→ Exercise goal
Would you please return the lines of the material that contain the word "find"?

→ Data to examine
//! Key identifier table
//!
//! Profiles name keys with short lowercase identifiers (`"up"`, `"w"`,
//! `"space"`). This table resolves them to Linux input key codes.

use evdev::Key;

/// Canonical key identifiers and their input codes
const KEY_NAMES: &[(&str, Key)] = &[
    ("a", Key::KEY_A),
    ("b", Key::KEY_B),
    ("c", Key::KEY_C),
    ("d", Key::KEY_D),
    ("e", Key::KEY_E),
    ("f", Key::KEY_F),
    ("g", Key::KEY_G),
    ("h", Key::KEY_H),
    ("i", Key::KEY_I),
    ("j", Key::KEY_J),
    ("k", Key::KEY_K),
    ("l", Key::KEY_L),
    ("m", Key::KEY_M),
    ("n", Key::KEY_N),
    ("o", Key::KEY_O),
    ("p", Key::KEY_P),
    ("q", Key::KEY_Q),
    ("r", Key::KEY_R),
    ("s", Key::KEY_S),
    ("t", Key::KEY_T),
    ("u", Key::KEY_U),
    ("v", Key::KEY_V),
    ("w", Key::KEY_W),
    ("x", Key::KEY_X),
    ("y", Key::KEY_Y),
    ("z", Key::KEY_Z),
    ("1", Key::KEY_1),
    ("2", Key::KEY_2),
    ("3", Key::KEY_3),
    ("4", Key::KEY_4),
    ("5", Key::KEY_5),
    ("6", Key::KEY_6),
    ("7", Key::KEY_7),
    ("8", Key::KEY_8),
    ("9", Key::KEY_9),
    ("0", Key::KEY_0),
    ("up", Key::KEY_UP),
    ("down", Key::KEY_DOWN),
    ("left", Key::KEY_LEFT),
    ("right", Key::KEY_RIGHT),
    ("space", Key::KEY_SPACE),
    ("enter", Key::KEY_ENTER),
    ("tab", Key::KEY_TAB),
    ("esc", Key::KEY_ESC),
    ("backspace", Key::KEY_BACKSPACE),
    ("shift", Key::KEY_LEFTSHIFT),
    ("ctrl", Key::KEY_LEFTCTRL),
    ("alt", Key::KEY_LEFTALT),
    ("pageup", Key::KEY_PAGEUP),
    ("pagedown", Key::KEY_PAGEDOWN),
    ("home", Key::KEY_HOME),
    ("end", Key::KEY_END),
    ("insert", Key::KEY_INSERT),
    ("delete", Key::KEY_DELETE),
    ("f1", Key::KEY_F1),
    ("f2", Key::KEY_F2),
    ("f3", Key::KEY_F3),
    ("f4", Key::KEY_F4),
    ("f5", Key::KEY_F5),
    ("f6", Key::KEY_F6),
    ("f7", Key::KEY_F7),
    ("f8", Key::KEY_F8),
    ("f9", Key::KEY_F9),
    ("f10", Key::KEY_F10),
    ("f11", Key::KEY_F11),
    ("f12", Key::KEY_F12),
];

/// Accepted spellings for some canonical names
const ALIASES: &[(&str, &str)] = &[
    ("arrowup", "up"),
    ("arrowdown", "down"),
    ("arrowleft", "left"),
    ("arrowright", "right"),
    ("return", "enter"),
    ("escape", "esc"),
    ("control", "ctrl"),
    ("pgup", "pageup"),
    ("pgdn", "pagedown"),
    ("del", "delete"),
];

/// Resolve a key identifier (case-insensitive) to its input code
pub fn lookup(name: &str) -> Option<Key> {
    let name = name.trim();
    let canonical = ALIASES
        .iter()
        .find(|(alias, _)| alias.eq_ignore_ascii_case(name))
        .map(|(_, target)| *target)
        .unwrap_or(name);

    KEY_NAMES
        .iter()
        .find(|(n, _)| n.eq_ignore_ascii_case(canonical))
        .map(|(_, key)| *key)
}

/// Whether `name` is a recognized key identifier
pub fn is_known(name: &str) -> bool {
    lookup(name).is_some()
}

/// Every input code the table can produce
pub fn all_keys() -> impl Iterator<Item = Key> {
    KEY_NAMES.iter().map(|(_, key)| *key)
}

#[cfg(test)]
mod tests {
    use super::*;

    #[test]
    fn test_lookup_builtin_profile_keys() {
        assert_eq!(lookup("up"), Some(Key::KEY_UP));
        assert_eq!(lookup("down"), Some(Key::KEY_DOWN));
        assert_eq!(lookup("w"), Some(Key::KEY_W));
        assert_eq!(lookup("d"), Some(Key::KEY_D));
    }

    #[test]
    fn test_lookup_is_case_insensitive() {
        assert_eq!(lookup("SPACE"), Some(Key::KEY_SPACE));
        assert_eq!(lookup(" A "), Some(Key::KEY_A));
    }

    #[test]
    fn test_aliases() {
        assert_eq!(lookup("Escape"), Some(Key::KEY_ESC));
        assert_eq!(lookup("ArrowLeft"), Some(Key::KEY_LEFT));
        assert_eq!(lookup("return"), Some(Key::KEY_ENTER));
    }

    #[test]
    fn test_unknown() {
        assert!(!is_known(""));
        assert!(!is_known("jump"));
        assert!(!is_known("f13"));
    }

    #[test]
    fn test_names_are_unique_and_resolve() {
        let names: Vec<_> = KEY_NAMES.iter().map(|(name, _)| *name).collect();
        for (i, name) in names.iter().enumerate() {
            assert!(!names[i + 1..].contains(name), "duplicate key name {name}");
            assert!(is_known(name));
        }
        assert_eq!(all_keys().count(), names.len());
    }
}
//! headsurf - head-motion controller for endless-runner games
//!
//! Reads normalized head-landmark positions from a pose-estimation service,
//! classifies them into jump/slide/left/right actions with
//! [`headsurf_core`], and presses the matching keys on a uinput virtual
//! keyboard.

pub mod config;
pub mod control;
pub mod dispatcher;
pub mod keyboard;
pub mod keys;
pub mod logging;
pub mod profile;
pub mod runner;
pub mod source;

pub use config::{ConfigError, HeadsurfConfig, ThresholdConfig};
pub use control::{Control, ControlInput, NoControls, TerminalControls};
pub use dispatcher::{DispatchMode, Dispatched, Dispatcher};
pub use keyboard::{InjectError, KeyInjector, VirtualKeyboard};
pub use profile::{KeyTable, ProfileRegistry, DEFAULT_PROFILE};
pub use runner::{RunOptions, RunSummary, Runner};
pub use source::{Frame, JsonLinesSource, SampleSource, SourceError};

→ Reply to the exercise
        .find(|(alias, _)| alias.eq_ignore_ascii_case(name))
        .find(|(n, _)| n.eq_ignore_ascii_case(canonical))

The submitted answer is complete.